Envelope-to: user@example.com
Delivery-date: Mon, 15 Jun 2015 09:39:21 -0400
Received: from s480f.ik2.com ([64.38.239.86]:26047)
    by s047.boxmanager.com with esmtps (TLSv1:DHE-RSA-AES256-SHA:256)
    (Exim 4.85)
    (envelope-from <bounce+7576f4.010a37@work.com>)
    for user@example.com; Mon, 15 Jun 2015 09:39:20 -0400
Received: from s480g.ik2.com ([64.38.239.86] helo=s480g.ik2.com)
    by s480f.ik2.com with esmtps (TLSv1:DHE-RSA-AES256-SHA:256)
    id 1Z4Ubf-0003qs-57
    for user@example.com; Mon, 15 Jun 2015 13:39:19 +0000
Received: from 192.237.158.66 by s480g.ik2.com (IK2 SMTP Server); Mon, 15 Jun 2015 13:39:17 +0000
Date: Mon, 15 Jun 2015 13:38:17 +0000
Received: by luna.mailgun.net with HTTP; Mon, 15 Jun 2015 13:38:15 +0000
Content-Type: multipart/alternative;
 boundary="----------=_1434375495-12243-167"
Content-Transfer-Encoding: binary
MIME-Version: 1.0
From: Work Notification <room@work.com>
Subject: Rahul, Robert
To: <user@example.com>
X-SF-RX-Return-Path: <bounce+7576f4.010a37@work.com>
X-SF-HELO-Domain: do158-66.mailgun.net
X-SF-Originating-IP: 192.237.158.66

Now here are headers of a message that was delivered direct to a server via a direct delivery attack, you can see the message never passed through any server in the IK2.COM network, so MX Guarddog had no chance to stop the message.

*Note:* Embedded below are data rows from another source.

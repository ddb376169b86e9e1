use crate::{
    animation::{anim::Lerp, interpolator::KeyframeInterpolator},
    foundation::core::{Affine, Color, Frame, Point, Transform3D, Vec2},
};

/// Unit a range selector counts in.
#[derive(Clone, Copy, Debug, Default, PartialEq, Eq, serde::Serialize, serde::Deserialize)]
pub enum SelectorBasis {
    /// Every character.
    #[default]
    Characters,
    /// Characters other than whitespace.
    CharactersExcludingSpaces,
    /// Whitespace separated words.
    Words,
    /// Lines.
    Lines,
}

impl SelectorBasis {
    /// Map the raw basis value of the animation description (`1`-`4`).
    pub fn from_raw(raw: u8) -> Self {
        match raw {
            2 => Self::CharactersExcludingSpaces,
            3 => Self::Words,
            4 => Self::Lines,
            _ => Self::Characters,
        }
    }

    /// Number of units of `text`.
    pub fn unit_count(self, text: &str) -> usize {
        match self {
            Self::Characters => text.chars().count(),
            Self::CharactersExcludingSpaces => text.chars().filter(|c| !c.is_whitespace()).count(),
            Self::Words => text.split_whitespace().count(),
            Self::Lines => {
                if text.is_empty() {
                    0
                } else {
                    text.split(['\r', '\n']).count()
                }
            }
        }
    }
}

/// Percent range of units an animator applies to.
#[derive(Clone, Debug)]
pub struct RangeSelector {
    /// Start, percent of the unit count.
    pub start: KeyframeInterpolator<f64>,
    /// End, percent of the unit count.
    pub end: KeyframeInterpolator<f64>,
    /// Offset added to start and end, percent of the unit count.
    pub offset: KeyframeInterpolator<f64>,
    /// Unit the percentages count in.
    pub based_on: SelectorBasis,
}

impl Default for RangeSelector {
    fn default() -> Self {
        Self {
            start: KeyframeInterpolator::constant(0.0),
            end: KeyframeInterpolator::constant(100.0),
            offset: KeyframeInterpolator::constant(0.0),
            based_on: SelectorBasis::Characters,
        }
    }
}

impl RangeSelector {
    /// Whether start, end or offset changes at `frame`.
    pub fn has_update(&self, frame: Frame) -> bool {
        self.start.has_update(frame) | self.end.has_update(frame) | self.offset.has_update(frame)
    }

    /// Per-unit coverage in `[0, 1]` of the selected range over `count` units.
    pub fn coverage(&mut self, frame: Frame, count: usize) -> Vec<f64> {
        let n = count as f64;
        let offset = n * self.offset.value(frame) / 100.0;
        let start = n * self.start.value(frame) / 100.0 + offset;
        let end = n * self.end.value(frame) / 100.0 + offset;
        (0..count)
            .map(|i| {
                let i = i as f64;
                (((i + 1.0).min(end)) - i.max(start)).clamp(0.0, 1.0)
            })
            .collect()
    }

    /// Mean coverage over the units of `text`; `0` when the text has no units.
    pub fn amount(&mut self, frame: Frame, text: &str) -> f64 {
        let count = self.based_on.unit_count(text);
        if count == 0 {
            return 0.0;
        }
        self.coverage(frame, count).iter().sum::<f64>() / count as f64
    }
}

/// One text animator: optional property overrides scoped by a range selector.
///
/// Absent properties contribute nothing. Without a selector the animator covers the whole text.
#[derive(Clone, Debug, Default)]
pub struct TextAnimator {
    /// Name from the animation description.
    pub name: String,
    /// Anchor offset.
    pub anchor: Option<KeyframeInterpolator<Point>>,
    /// Position offset.
    pub position: Option<KeyframeInterpolator<Point>>,
    /// Scale in percent.
    pub scale: Option<KeyframeInterpolator<Vec2>>,
    /// Skew in degrees.
    pub skew: Option<KeyframeInterpolator<f64>>,
    /// Skew axis in degrees.
    pub skew_axis: Option<KeyframeInterpolator<f64>>,
    /// Rotation in degrees.
    pub rotation: Option<KeyframeInterpolator<f64>>,
    /// Opacity in percent.
    pub opacity: Option<KeyframeInterpolator<f64>>,
    /// Fill color override.
    pub fill_color: Option<KeyframeInterpolator<Color>>,
    /// Stroke color override.
    pub stroke_color: Option<KeyframeInterpolator<Color>>,
    /// Stroke width.
    pub stroke_width: Option<KeyframeInterpolator<f64>>,
    /// Tracking in thousandths of an em.
    pub tracking: Option<KeyframeInterpolator<f64>>,
    /// Range the overrides apply to.
    pub selector: Option<RangeSelector>,
}

fn changes<T: Lerp + Clone>(k: &Option<KeyframeInterpolator<T>>, frame: Frame) -> bool {
    k.as_ref().is_some_and(|k| k.has_update(frame))
}

fn sample<T: Lerp + Clone>(k: &mut Option<KeyframeInterpolator<T>>, frame: Frame) -> Option<T> {
    k.as_mut().map(|k| k.value(frame))
}

impl TextAnimator {
    /// Whether any property or the selector changes at `frame`.
    pub fn has_update(&self, frame: Frame) -> bool {
        changes(&self.anchor, frame)
            | changes(&self.position, frame)
            | changes(&self.scale, frame)
            | changes(&self.skew, frame)
            | changes(&self.skew_axis, frame)
            | changes(&self.rotation, frame)
            | changes(&self.opacity, frame)
            | changes(&self.fill_color, frame)
            | changes(&self.stroke_color, frame)
            | changes(&self.stroke_width, frame)
            | changes(&self.tracking, frame)
            | self.selector.as_ref().is_some_and(|s| s.has_update(frame))
    }

    /// Sample this animator's own contribution for `text` at `frame`.
    fn sample(&mut self, frame: Frame, text: &str) -> TextOutputNode {
        let amount = match self.selector.as_mut() {
            Some(selector) => selector.amount(frame, text),
            None => 1.0,
        };

        let anchor = sample(&mut self.anchor, frame).unwrap_or(Point::ZERO).to_vec2() * amount;
        let position = sample(&mut self.position, frame).unwrap_or(Point::ZERO).to_vec2() * amount;
        let scale = sample(&mut self.scale, frame).unwrap_or(Vec2::new(100.0, 100.0)) / 100.0;
        let scale = Vec2::new(1.0, 1.0) + (scale - Vec2::new(1.0, 1.0)) * amount;
        let skew = (sample(&mut self.skew, frame).unwrap_or(0.0) * amount).to_radians();
        let skew_axis = sample(&mut self.skew_axis, frame).unwrap_or(0.0).to_radians();
        let rotation = (sample(&mut self.rotation, frame).unwrap_or(0.0) * amount).to_radians();

        let skew = Affine::rotate(skew_axis)
            * Affine::skew(skew.tan(), 0.0)
            * Affine::rotate(-skew_axis);
        let affine = Affine::translate(position)
            * Affine::rotate(rotation)
            * skew
            * Affine::scale_non_uniform(scale.x, scale.y)
            * Affine::translate(-anchor);

        let opacity = sample(&mut self.opacity, frame)
            .map(|o| 1.0 + ((o / 100.0).clamp(0.0, 1.0) - 1.0) * amount)
            .unwrap_or(1.0);
        let selected = amount > 0.0;

        TextOutputNode {
            transform: Transform3D::from_affine(affine),
            opacity,
            fill_color: sample(&mut self.fill_color, frame).filter(|_| selected),
            stroke_color: sample(&mut self.stroke_color, frame).filter(|_| selected),
            stroke_width: sample(&mut self.stroke_width, frame).map(|w| w * amount),
            tracking: sample(&mut self.tracking, frame).map(|t| t * amount),
        }
    }
}

/// Accumulated animator output at the end of a chain.
#[derive(Clone, Debug, PartialEq)]
pub struct TextOutputNode {
    /// Combined transform, parent applied last.
    pub transform: Transform3D,
    /// Combined opacity factor in `[0, 1]`.
    pub opacity: f64,
    /// Nearest fill color override.
    pub fill_color: Option<Color>,
    /// Nearest stroke color override.
    pub stroke_color: Option<Color>,
    /// Summed stroke width, `None` when no animator sets one.
    pub stroke_width: Option<f64>,
    /// Summed tracking, `None` when no animator sets one.
    pub tracking: Option<f64>,
}

impl Default for TextOutputNode {
    fn default() -> Self {
        Self {
            transform: Transform3D::IDENTITY,
            opacity: 1.0,
            fill_color: None,
            stroke_color: None,
            stroke_width: None,
            tracking: None,
        }
    }
}

fn add(a: Option<f64>, b: Option<f64>) -> Option<f64> {
    match (a, b) {
        (Some(a), Some(b)) => Some(a + b),
        (a, b) => a.or(b),
    }
}

impl TextOutputNode {
    /// Apply `local` on top of `self`.
    fn then(&self, local: &Self) -> Self {
        Self {
            transform: local.transform.then(&self.transform),
            opacity: self.opacity * local.opacity,
            fill_color: local.fill_color.or(self.fill_color),
            stroke_color: local.stroke_color.or(self.stroke_color),
            stroke_width: add(self.stroke_width, local.stroke_width),
            tracking: add(self.tracking, local.tracking),
        }
    }
}

/// Link of a text animator chain; the last animator of a layer is the root of the chain.
#[derive(Clone, Debug)]
pub struct TextAnimatorNode {
    parent: Option<Box<TextAnimatorNode>>,
    animator: TextAnimator,
    output: TextOutputNode,
}

impl TextAnimatorNode {
    /// Wrap `animator` on top of `parent`.
    pub fn new(parent: Option<TextAnimatorNode>, animator: TextAnimator) -> Self {
        Self {
            parent: parent.map(Box::new),
            animator,
            output: TextOutputNode::default(),
        }
    }

    /// Build the chain for `animators` in declaration order; `None` when there are none.
    pub fn chain(animators: impl IntoIterator<Item = TextAnimator>) -> Option<Self> {
        animators
            .into_iter()
            .fold(None, |parent, animator| Some(Self::new(parent, animator)))
    }

    /// Number of animators in the chain.
    pub fn depth(&self) -> usize {
        1 + self.parent.as_ref().map_or(0, |p| p.depth())
    }

    /// First animator of the chain.
    pub fn first_animator(&self) -> &TextAnimator {
        match &self.parent {
            Some(parent) => parent.first_animator(),
            None => &self.animator,
        }
    }

    /// Accumulated output after the last [`TextAnimatorNode::rebuild_outputs`].
    pub fn output(&self) -> &TextOutputNode {
        &self.output
    }

    /// Whether any animator in the chain changes at `frame`, or `force` is set.
    ///
    /// The whole chain is polled, root to leaf.
    pub fn update_contents(&mut self, frame: Frame, force: bool) -> bool {
        let parent_updates = self
            .parent
            .as_mut()
            .is_some_and(|p| p.update_contents(frame, force));
        let local_updates = force || self.animator.has_update(frame);
        parent_updates || local_updates
    }

    /// Resample every animator for `text` at `frame` and accumulate outputs leaf to root.
    pub fn rebuild_outputs(&mut self, frame: Frame, text: &str) {
        let upstream = match self.parent.as_mut() {
            Some(parent) => {
                parent.rebuild_outputs(frame, text);
                parent.output.clone()
            }
            None => TextOutputNode::default(),
        };
        let local = self.animator.sample(frame, text);
        self.output = upstream.then(&local);
    }
}

#[cfg(test)]
#[path = "../../tests/unit/text/animator.rs"]
mod tests;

(40.93.207.1) with Microsoft SMTP Server (TLS) id 14.3.224.2; Tue, 16 Jun
 2015 15:58:33 -0400
Received: from AP-EXCHANGE.action.local ([fe80::b8e8:b862:1c98:c374]) by
 AP-Exchange.action.local ([fe80::b8e8:b862:1c98:c374%13]) with mapi id
 14.03.0224.002; Tue, 16 Jun 2015 15:58:32 -0400
From: Carrie <Carrie@actionplumbing24.com>
To: "brandon@rcstoremaintenance.com" <brandon@rcstoremaintenance.com>
Subject: Confirmation of payment
Date: Tue, 16 Jun 2015 19:58:31 +0000
Message-ID: <1942B1A9CA8B5843BC8D02DE047242DE9A068F67@AP-Exchange.action.local>
Content-Type: multipart/mixed;
    boundary="_004_1942B1A9CA8B5843BC8D02DE047242DE9A068F67APExchangeactio_"
Return-Path: Carrie@actionplumbing24.com
MIME-Version: 1.0

If you are receiving messages with headers like the above sample, with no reference to servers from IK2.COM you would need to implement some type of hardening at your server to ensure all mail that reaches your server can only reach your inbox if it has passed through MX Guarddog.